Weak semantic examples:
- Cancel my service
- Cancel my account
- Cancel this service
- Please cancel my subscription
Strong semantic examples:
- I no longer need this service
- I’m moving to another provider
- Stop billing me
- Close my account
- I’m ending my subscription
These phrases represent multiple conceptual expressions.
Include edge cases
Consider less obvious statements that may indicate the same intent.
Example topic: Churn risk
Potential phrases:
- I’m looking at other companies
- Your competitor offered a better price
- I’m considering leaving
- I don’t know if I want to stay
These interactions may indicate churn risk even though the customer never explicitly says “cancel.”
Keep the topic focused
Do not combine multiple intents into a single semantic topic.

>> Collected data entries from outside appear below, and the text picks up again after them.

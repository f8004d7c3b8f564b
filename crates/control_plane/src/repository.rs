//! Storage contract of the control plane.
//!
//! Lookups return `Option` for missing records; only storage failures are
//! errors. Every write touches a single record.

use crate::error::RepositoryError;
use async_trait::async_trait;
use chrono::{DateTime, Utc};
use weaver_types::wire::{ArtifactFormat, ResourceUsage};
use weaver_types::{
    Game, GameId, GameProfile, GameServer, Host, HostId, HostRegistration, ProfileId, ServerId,
    TargetType, WeaverWork, WorkId, WorkStatus,
};

/// Result of an atomic status update on one work item
#[derive(Debug, Clone, PartialEq, Eq)]
pub enum WorkTransition {
    Applied,
    /// The stored status does not allow the requested move
    Rejected { current: WorkStatus },
}

pub type WorkFilter = dyn Fn(&WeaverWork) -> bool + Send + Sync;

pub type RegistrationCheck<'a> = dyn Fn(&HostRegistration) -> bool + Send + Sync + 'a;

#[async_trait]
pub trait WorkRepository: Send + Sync {
    /// Stores a new `Waiting` item and assigns the next id
    async fn insert_work(
        &self,
        host_id: HostId,
        target_type: TargetType,
        payload: Vec<u8>,
    ) -> Result<WeaverWork, RepositoryError>;

    async fn get_work(&self, id: WorkId) -> Result<Option<WeaverWork>, RepositoryError>;

    /// `Waiting` items of one host, oldest first
    async fn waiting_for_host(
        &self,
        host_id: HostId,
        limit: usize,
    ) -> Result<Vec<WeaverWork>, RepositoryError>;

    async fn list_work(&self, filter: &WorkFilter) -> Result<Vec<WeaverWork>, RepositoryError>;

    /// Moves an item to `status` if its current status allows it; `None`
    /// when the id is unknown
    async fn transition_work(
        &self,
        id: WorkId,
        status: WorkStatus,
        message: Option<String>,
        at: DateTime<Utc>,
    ) -> Result<Option<WorkTransition>, RepositoryError>;

    /// Deletes matching items and returns how many were removed
    async fn remove_work(&self, filter: &WorkFilter) -> Result<usize, RepositoryError>;
}

/// A bearer token handed to a host, stored by the hash of its value
#[derive(Debug, Clone)]
pub struct AccessToken {
    pub token_hash: String,
    pub host_id: HostId,
    pub expires_at: DateTime<Utc>,
}

#[async_trait]
pub trait HostRepository: Send + Sync {
    async fn insert_host(&self, host: Host) -> Result<(), RepositoryError>;
    async fn get_host(&self, id: HostId) -> Result<Option<Host>, RepositoryError>;
    async fn update_host(&self, host: Host) -> Result<(), RepositoryError>;
    async fn list_hosts(&self) -> Result<Vec<Host>, RepositoryError>;

    /// Stores a registration; `Conflict` when an active one already uses
    /// the same description
    async fn insert_registration(&self, registration: HostRegistration)
        -> Result<(), RepositoryError>;
    /// Flips an active registration accepted by `accept` to consumed in one
    /// step. `None` when it is missing, already consumed or not accepted.
    async fn consume_registration(
        &self,
        host_id: HostId,
        accept: &RegistrationCheck<'_>,
        remote_ip: Option<String>,
    ) -> Result<Option<HostRegistration>, RepositoryError>;
    /// Deactivates a pending registration and frees its description
    async fn cancel_registration(&self, host_id: HostId) -> Result<bool, RepositoryError>;

    async fn insert_token(&self, token: AccessToken) -> Result<(), RepositoryError>;
    async fn get_token(&self, token_hash: &str) -> Result<Option<AccessToken>, RepositoryError>;
    /// Drops tokens expired before `now`, returning how many were removed
    async fn purge_expired_tokens(&self, now: DateTime<Utc>) -> Result<usize, RepositoryError>;
    async fn revoke_host_tokens(&self, host_id: HostId) -> Result<usize, RepositoryError>;

    async fn record_usage(&self, host_id: HostId, usage: ResourceUsage)
        -> Result<(), RepositoryError>;
    async fn latest_usage(&self, host_id: HostId) -> Result<Option<ResourceUsage>, RepositoryError>;
}

/// An uploaded game client served to hosts for manual installs
#[derive(Debug, Clone)]
pub struct ClientArtifact {
    pub game_id: GameId,
    pub file_name: String,
    pub content: Vec<u8>,
    pub format: ArtifactFormat,
}

#[async_trait]
pub trait CatalogRepository: Send + Sync {
    async fn get_game(&self, id: GameId) -> Result<Option<Game>, RepositoryError>;
    async fn upsert_game(&self, game: Game) -> Result<(), RepositoryError>;

    async fn get_profile(&self, id: ProfileId) -> Result<Option<GameProfile>, RepositoryError>;
    async fn upsert_profile(&self, profile: GameProfile) -> Result<(), RepositoryError>;

    async fn get_server(&self, id: ServerId) -> Result<Option<GameServer>, RepositoryError>;
    async fn upsert_server(&self, server: GameServer) -> Result<(), RepositoryError>;
    async fn servers_on_host(&self, host_id: HostId) -> Result<Vec<GameServer>, RepositoryError>;

    async fn get_artifact(&self, game_id: GameId)
        -> Result<Option<ClientArtifact>, RepositoryError>;
    async fn put_artifact(&self, artifact: ClientArtifact) -> Result<(), RepositoryError>;
}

Avoid: Topic: Billing issues and cancellations
Better:
- Billing dispute
- Refund request
- Cancel service
Step 4: Configure and optimize topics
The Strictness setting on topics and phrases allows you to decide how close the match must be. The greater the strictness, the higher the match score must be.
Depending on your use case, you may need to raise or lower the strictness in order to maximize accuracy. You can use the Test Phrase feature to evaluate which strictness level works best.

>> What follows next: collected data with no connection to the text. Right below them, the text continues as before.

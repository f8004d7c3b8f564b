//! One poll cycle: heartbeat, pull a batch, run it, report every item.

use crate::error::{AuthError, WorkFailure};
use crate::handlers::Handlers;
use crate::session::HostSession;
use crate::state::StateDetector;
use crate::telemetry::LatestUsage;
use dashmap::DashMap;
use futures::future::join_all;
use std::path::PathBuf;
use std::sync::Arc;
use tokio::sync::Semaphore;
use tracing::{debug, error, info, instrument, warn};
use weaver_types::wire::{CheckInRequest, ServerStateReport, WorkStatusUpdate};
use weaver_types::{ServerId, WeaverWork, WorkPayload, WorkStatus};

/// Servers this agent has handled, so check-ins can report their state
#[derive(Debug, Default, Clone)]
pub struct KnownServers {
    servers: Arc<DashMap<ServerId, KnownServer>>,
}

#[derive(Debug, Clone)]
struct KnownServer {
    install_dir: PathBuf,
    ports: Vec<u16>,
}

impl KnownServers {
    /// Remembers (or refreshes) the server a payload is about
    pub fn observe(&self, payload: &WorkPayload) {
        if let Some(spec) = payload.server() {
            self.servers.insert(
                spec.server_id,
                KnownServer {
                    install_dir: spec.install_dir.clone(),
                    ports: spec.ports.clone(),
                },
            );
        }
    }

    pub fn forget(&self, server_id: ServerId) {
        self.servers.remove(&server_id);
    }

    pub fn len(&self) -> usize {
        self.servers.len()
    }

    pub fn is_empty(&self) -> bool {
        self.servers.is_empty()
    }

    pub async fn detect_all(&self, detector: &StateDetector) -> Vec<ServerStateReport> {
        let snapshot: Vec<(ServerId, KnownServer)> = self
            .servers
            .iter()
            .map(|entry| (*entry.key(), entry.value().clone()))
            .collect();

        let mut reports = Vec::with_capacity(snapshot.len());
        for (server_id, server) in snapshot {
            reports.push(ServerStateReport {
                server_id,
                state: detector.detect(&server.install_dir, &server.ports).await,
            });
        }
        reports
    }
}

#[derive(Debug, Clone, Copy, PartialEq, Eq)]
pub struct DispatchSettings {
    /// Upper bound requested from the control plane per check-in
    pub max_batch_size: usize,
    /// Items of one batch allowed to run at the same time
    pub max_simultaneous: usize,
}

impl Default for DispatchSettings {
    fn default() -> Self {
        Self {
            max_batch_size: 10,
            max_simultaneous: 1,
        }
    }
}

/// What one cycle did
#[derive(Debug, Default, Clone, Copy, PartialEq, Eq)]
pub struct CycleReport {
    pub received: usize,
    pub completed: usize,
    pub failed: usize,
}

pub struct Dispatcher {
    session: Arc<HostSession>,
    handlers: Arc<Handlers>,
    detector: StateDetector,
    usage: LatestUsage,
    known: KnownServers,
    settings: DispatchSettings,
    permits: Arc<Semaphore>,
}

impl Dispatcher {
    pub fn new(
        session: Arc<HostSession>,
        handlers: Arc<Handlers>,
        detector: StateDetector,
        usage: LatestUsage,
        settings: DispatchSettings,
    ) -> Self {
        let permits = Arc::new(Semaphore::new(settings.max_simultaneous.max(1)));
        Self {
            session,
            handlers,
            detector,
            usage,
            known: KnownServers::default(),
            settings,
            permits,
        }
    }

    pub fn known_servers(&self) -> &KnownServers {
        &self.known
    }

    /// Checks in and runs whatever work came back.
    ///
    /// The check-in carries the latest usage sample, the detected state of
    /// every known server and the batch size this host accepts. Returned
    /// items run concurrently, bounded by `max_simultaneous`, and each one
    /// reports `InProgress` and then `Completed` or `Failed`.
    ///
    /// # Returns
    ///
    /// A [`CycleReport`] once every item has finished. Only authentication
    /// and check-in failures are errors; a failed item is counted in the
    /// report instead.
    #[instrument(skip(self))]
    pub async fn run_cycle(&self) -> Result<CycleReport, AuthError> {
        let request = CheckInRequest {
            usage: self.usage.read().await.clone(),
            servers: self.known.detect_all(&self.detector).await,
            max_items: Some(self.settings.max_batch_size),
        };
        let response = self.session.check_in(&request).await?;

        let mut report = CycleReport {
            received: response.work.len(),
            ..CycleReport::default()
        };
        if response.work.is_empty() {
            return Ok(report);
        }
        info!("📥 Received {} work items", response.work.len());

        let outcomes = join_all(response.work.into_iter().map(|work| self.run_bounded(work))).await;
        for succeeded in outcomes {
            if succeeded {
                report.completed += 1;
            } else {
                report.failed += 1;
            }
        }
        Ok(report)
    }

    async fn run_bounded(&self, work: WeaverWork) -> bool {
        let _permit = match self.permits.clone().acquire_owned().await {
            Ok(permit) => permit,
            Err(_) => return false,
        };
        self.run_item(work).await
    }

    /// Runs one item end to end; returns whether it completed
    async fn run_item(&self, work: WeaverWork) -> bool {
        self.report(&work, WorkStatus::InProgress, None).await;

        let result = match work.decode() {
            Ok(item) => {
                self.known.observe(&item.payload);
                debug!("Running {} work {}", work.target_type, work.id);
                let result = self.handlers.handle(&item.payload).await;
                if let (Ok(()), WorkPayload::Uninstall(spec)) = (&result, &item.payload) {
                    self.known.forget(spec.server_id);
                }
                result
            }
            Err(e) => Err(WorkFailure::single(e.to_string())),
        };

        match result {
            Ok(()) => {
                info!("✅ Work {} ({}) completed", work.id, work.target_type);
                self.report(&work, WorkStatus::Completed, None).await;
                true
            }
            Err(failure) => {
                warn!("❌ Work {} ({}) failed: {}", work.id, work.target_type, failure);
                self.report(&work, WorkStatus::Failed, Some(failure.to_string()))
                    .await;
                false
            }
        }
    }

    async fn report(&self, work: &WeaverWork, status: WorkStatus, message: Option<String>) {
        let update = WorkStatusUpdate {
            work_id: work.id,
            status,
            message,
        };
        if let Err(e) = self.session.report_status(&update).await {
            error!("Could not report {} for work {}: {}", status, work.id, e);
        }
    }
}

The Test phrase button on each topic is an essential tool to ensure that your topics will work as expected. It can be surprising how concepts are phrased in everyday language, and you will not truly know how effective your topics are until you see them in action.

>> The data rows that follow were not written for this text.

//! Element-tree files.
//!
//! `path` is a `/`-separated element chain under the root, `key` names the
//! leaf element and `category` holds `name:value` attribute pairs.

use crate::{MergeError, Merged};
use std::path::Path;
use weaver_types::ConfigurationItem;
use xmltree::{Element, EmitterConfig, XMLNode};

fn segments(path: &str) -> Vec<&str> {
    path.split('/')
        .map(str::trim)
        .filter(|s| !s.is_empty())
        .collect()
}

fn fresh_root(items: &[ConfigurationItem]) -> Element {
    let name = items
        .first()
        .and_then(|item| segments(&item.path).first().map(|s| s.to_string()))
        .unwrap_or_else(|| "root".to_string());
    Element::new(&name)
}

fn has_child(parent: &Element, name: &str) -> bool {
    parent
        .children
        .iter()
        .any(|node| matches!(node, XMLNode::Element(child) if child.name == name))
}

fn child_or_insert<'a>(parent: &'a mut Element, name: &str) -> Option<&'a mut Element> {
    if !has_child(parent, name) {
        parent.children.push(XMLNode::Element(Element::new(name)));
    }
    parent.children.iter_mut().find_map(|node| match node {
        XMLNode::Element(child) if child.name == name => Some(child),
        _ => None,
    })
}

fn parse_attributes(category: &str) -> Result<Vec<(String, String)>, String> {
    category
        .split(',')
        .map(str::trim)
        .filter(|pair| !pair.is_empty())
        .map(|pair| match pair.split_once(':') {
            Some((name, value)) if !name.trim().is_empty() => {
                Ok((name.trim().to_string(), value.trim().to_string()))
            }
            _ => Err(format!("Attribute '{}' is not a name:value pair", pair)),
        })
        .collect()
}

fn apply_item(root: &mut Element, item: &ConfigurationItem) -> Result<(), String> {
    let attributes = parse_attributes(&item.category)
        .map_err(|e| format!("Xml item '{}': {}", item.key, e))?;

    let mut chain = segments(&item.path);
    if chain.first() == Some(&root.name.as_str()) {
        chain.remove(0);
    }

    let mut current = root;
    for segment in chain {
        current = child_or_insert(current, segment)
            .ok_or_else(|| format!("Xml item '{}': could not create '{}'", item.key, segment))?;
    }

    let leaf = child_or_insert(current, &item.key)
        .ok_or_else(|| format!("Xml item '{}': could not create element", item.key))?;

    leaf.children
        .retain(|node| !matches!(node, XMLNode::Text(_) | XMLNode::CData(_)));
    if !item.value.is_empty() {
        leaf.children.push(XMLNode::Text(item.value.clone()));
    }

    leaf.attributes.clear();
    for (name, value) in attributes {
        leaf.attributes.insert(name, value);
    }
    Ok(())
}

pub(crate) fn merge(
    path: &Path,
    existing: Option<&str>,
    items: &[ConfigurationItem],
    load_existing: bool,
) -> Result<Merged, MergeError> {
    let mut root = match existing {
        Some(text) if load_existing && !text.trim().is_empty() => Element::parse(text.as_bytes())
            .map_err(|e| MergeError::InvalidXml(path.to_path_buf(), e))?,
        _ => fresh_root(items),
    };

    let mut item_errors = Vec::new();
    for item in items {
        if let Err(message) = apply_item(&mut root, item) {
            item_errors.push(message);
        }
    }

    let mut buffer = Vec::new();
    root.write_with_config(
        &mut buffer,
        EmitterConfig::new()
            .perform_indent(true)
            .indent_string("  "),
    )
    .map_err(|e| MergeError::XmlWrite(path.to_path_buf(), e))?;

    let mut contents = String::from_utf8_lossy(&buffer).into_owned();
    contents.push('\n');

    Ok(Merged {
        contents,
        item_errors,
    })
}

Testing phrases allows you to preview this effectiveness. You can test each of your phrases on up to 5,000 transcripts. You can tune your phrase by editing the text and strictness and repeating the test.
You may also find that over time, the language used in conversations evolves, so testing and revising topics over time can help you improve accuracy.
After deployment, review topic performance regularly and refine topics as needed.
- Review matched interactions.
- Identify missed interactions.
- Add proven phrase variations.
- Remove phrases that generate false positives.
- Retest periodically as customer language evolves.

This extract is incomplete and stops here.